In 1999, many people were sceptical about the effect the new Parliament would have on the everyday life of ordinary people in Scotland. Few would have predicted at the time that within fifteen years, we would vote in an independence referendum, with the distinct possibility of a second before 2021. I for one did not imagine at the time the wealth of comedy material that it would inspire over the next twenty years.
The Scottish Parliament has not only been a great source for humour, it has also performed the invaluable service of getting under the skin of right-wing letter-writers from the leafy suburbs. Even its very creation was making angry people from Trinity (in Edinburgh) so hot under the collar that they had to fire off an outraged missive to the editor of The Scotsman to vent their spleen, and they’ve been doing it on a near-daily basis ever since.
Twenty years ago, the average person in Scotland would not recognise any politicians from our country unless they were in the Westminster government. It was impossible to make jokes about Scottish politics, because even in Scotland audiences did not know who they were meant to be laughing at.
It may have taken a while to get going, but once it did, the Scottish Parliament changed all that. Over the past two decades, it has brought us a colourful cast of characters who have entertained us with their exploits in the Parliament and with their extra-curricular activities. We’ve had people taking holidays with BBC presenters, ministers having to resign for eating pies in the canteen when they should have been at their work, we’ve had alleged visits to swingers’ clubs in Manchester and we’ve had a guy trying to set fire to a hotel. It has been more dramatic and twice as amusing as River City!
The 2007 Scottish parliamentary election was a watershed in the new parliament’s history. It not only delivered the first Nationalist administration, but it also represented the most incompetently-run election in our history, with a stunning 100,000-plus spoiled ballots were recorded. In other words, enough people to make up the population of an entire city failed to understand the question on the ballot paper.
While researching this piece (i.e. looking through my old joke books), I discovered this poem I wrote about it at the time, in the style of William McGonagall:
Passions rose so high the night of the 2007 election that a voter in Edinburgh attacked a polling station wielding a golf club. What a particularly Edinburgh way of making your feelings felt! In Paisley or Dundee, the sporting equipment of choice would have been a baseball bat.
In 1997, the Scots constitution
Was rewritten by the Act of Devolution
‘There shall be a Scottish Parliament’
The First Minister Donald Dewar said
But alas before it opened he was sadly dead.
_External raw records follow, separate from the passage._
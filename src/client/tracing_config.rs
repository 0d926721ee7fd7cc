//! Tracing configuration for client operations.
//!
//! [`TracingConfig`] controls the level of the spans each client operation
//! opens and whether per-command elapsed-time events are recorded.

use tracing::Level;

/// Controls tracing span levels and per-command timing for client operations.
///
/// By default, lifecycle operations (`dial`, `close`) and both loops emit
/// spans at `INFO` level. `send` emits spans at `DEBUG` level because it runs
/// for every heartbeat. Per-command timing is disabled for all operations by
/// default.
///
/// Every span is a child of the span passed to the client at construction,
/// so fields recorded there (a room id, a session name) appear on every
/// event the client emits. When per-command timing is enabled for an
/// operation, an additional event recording `elapsed_us` is emitted when the
/// operation completes.
///
/// # Examples
///
/// ```
/// use opframe::client::TracingConfig;
/// use tracing::Level;
///
/// // Enable timing for dial and close only.
/// let config = TracingConfig::default()
///     .with_dial_timing(true)
///     .with_close_timing(true);
/// let _ = config;
///
/// // Set all operations to TRACE level.
/// let verbose = TracingConfig::default()
///     .with_all_levels(Level::TRACE)
///     .with_all_timing(true);
/// let _ = verbose;
/// ```
#[derive(Clone, Debug)]
pub struct TracingConfig {
    pub(crate) dial_level: Level,
    pub(crate) send_level: Level,
    pub(crate) close_level: Level,
    pub(crate) loop_level: Level,
    pub(crate) dial_timing: bool,
    pub(crate) send_timing: bool,
    pub(crate) close_timing: bool,
}

impl Default for TracingConfig {
    fn default() -> Self {
        Self {
            dial_level: Level::INFO,
            send_level: Level::DEBUG,
            close_level: Level::INFO,
            loop_level: Level::INFO,
            dial_timing: false,
            send_timing: false,
            close_timing: false,
        }
    }
}

impl TracingConfig {
    /// Set the tracing level for the `dial` operation.
    ///
    /// # Examples
    ///
    /// ```
    /// use opframe::client::TracingConfig;
    /// use tracing::Level;
    ///
    /// let config = TracingConfig::default().with_dial_level(Level::TRACE);
    /// let _ = config;
    /// ```
    #[must_use]
    pub fn with_dial_level(mut self, level: Level) -> Self {
        self.dial_level = level;
        self
    }

    /// Enable or disable per-command timing for the `dial` operation.
    ///
    /// When enabled, an event recording `elapsed_us` is emitted at `DEBUG`
    /// level once every candidate address has been tried or one succeeded.
    #[must_use]
    pub fn with_dial_timing(mut self, enabled: bool) -> Self {
        self.dial_timing = enabled;
        self
    }

    /// Set the tracing level for outbound messages, heartbeats included.
    #[must_use]
    pub fn with_send_level(mut self, level: Level) -> Self {
        self.send_level = level;
        self
    }

    /// Enable or disable per-command timing for outbound messages.
    #[must_use]
    pub fn with_send_timing(mut self, enabled: bool) -> Self {
        self.send_timing = enabled;
        self
    }

    /// Set the tracing level for teardown.
    #[must_use]
    pub fn with_close_level(mut self, level: Level) -> Self {
        self.close_level = level;
        self
    }

    /// Enable or disable per-command timing for teardown.
    #[must_use]
    pub fn with_close_timing(mut self, enabled: bool) -> Self {
        self.close_timing = enabled;
        self
    }

    /// Set the level of the long-lived reader and event loop spans.
    #[must_use]
    pub fn with_loop_level(mut self, level: Level) -> Self {
        self.loop_level = level;
        self
    }

    /// Set the tracing level for all operations at once.
    #[must_use]
    pub fn with_all_levels(mut self, level: Level) -> Self {
        self.dial_level = level;
        self.send_level = level;
        self.close_level = level;
        self.loop_level = level;
        self
    }

    /// Enable or disable per-command timing for all operations at once.
    ///
    /// # Examples
    ///
    /// ```
    /// use opframe::client::TracingConfig;
    ///
    /// let config = TracingConfig::default().with_all_timing(true);
    /// let _ = config;
    /// ```
    #[must_use]
    pub fn with_all_timing(mut self, enabled: bool) -> Self {
        self.dial_timing = enabled;
        self.send_timing = enabled;
        self.close_timing = enabled;
        self
    }
}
Although his statue now stands in Buchanan Street in Glasgow
Often with a traffic cone on his head
When the building opened people came from all around
To see what they were getting for their four hundred million pound
They flocked to Edinburgh to visit Holyrood
But when they saw it many said ‘I don’t think it’s that good’
The nation’s leaders gathered there to talk
Unless they had gone on holiday with Kirsty Wark
Each member carrying out their parliamentary role
Apart from Tommy Sheridan who –
According to some salacious stories in the tabloid papers was –
Allegedly down in Manchester getting his hole
In 2007 election day
Was set for Thursday the 3rd of May
But it caused many people much distress and dismay
The spoiled ballot papers numbered 120, 673
The same as the population of Bonnie Dundee
Which the English treated with very much glee
South of the border they did laugh and did gloat
Saying bloody Jocks don’t even know how to vote
But it’s wrong to blame the entire population
For a highly confusing system of proportional representation
2014 was, of course, the year when the whole of Scotland engaged in the political process and we were introduced to a whole new cast of buffoons and pantomime baddies. I’m sure I am not alone in being able to watch endless re-runs of Jim Murphy being pelted with eggs in Kirkcaldy.
Where Scotland as a nation will be twenty years hence is anyone’s guess. We may be independent; we may be part of a third-world UK, or we may be under twenty feet of water if sea levels continue to rise. Let’s hope we’re still laughing in 2039!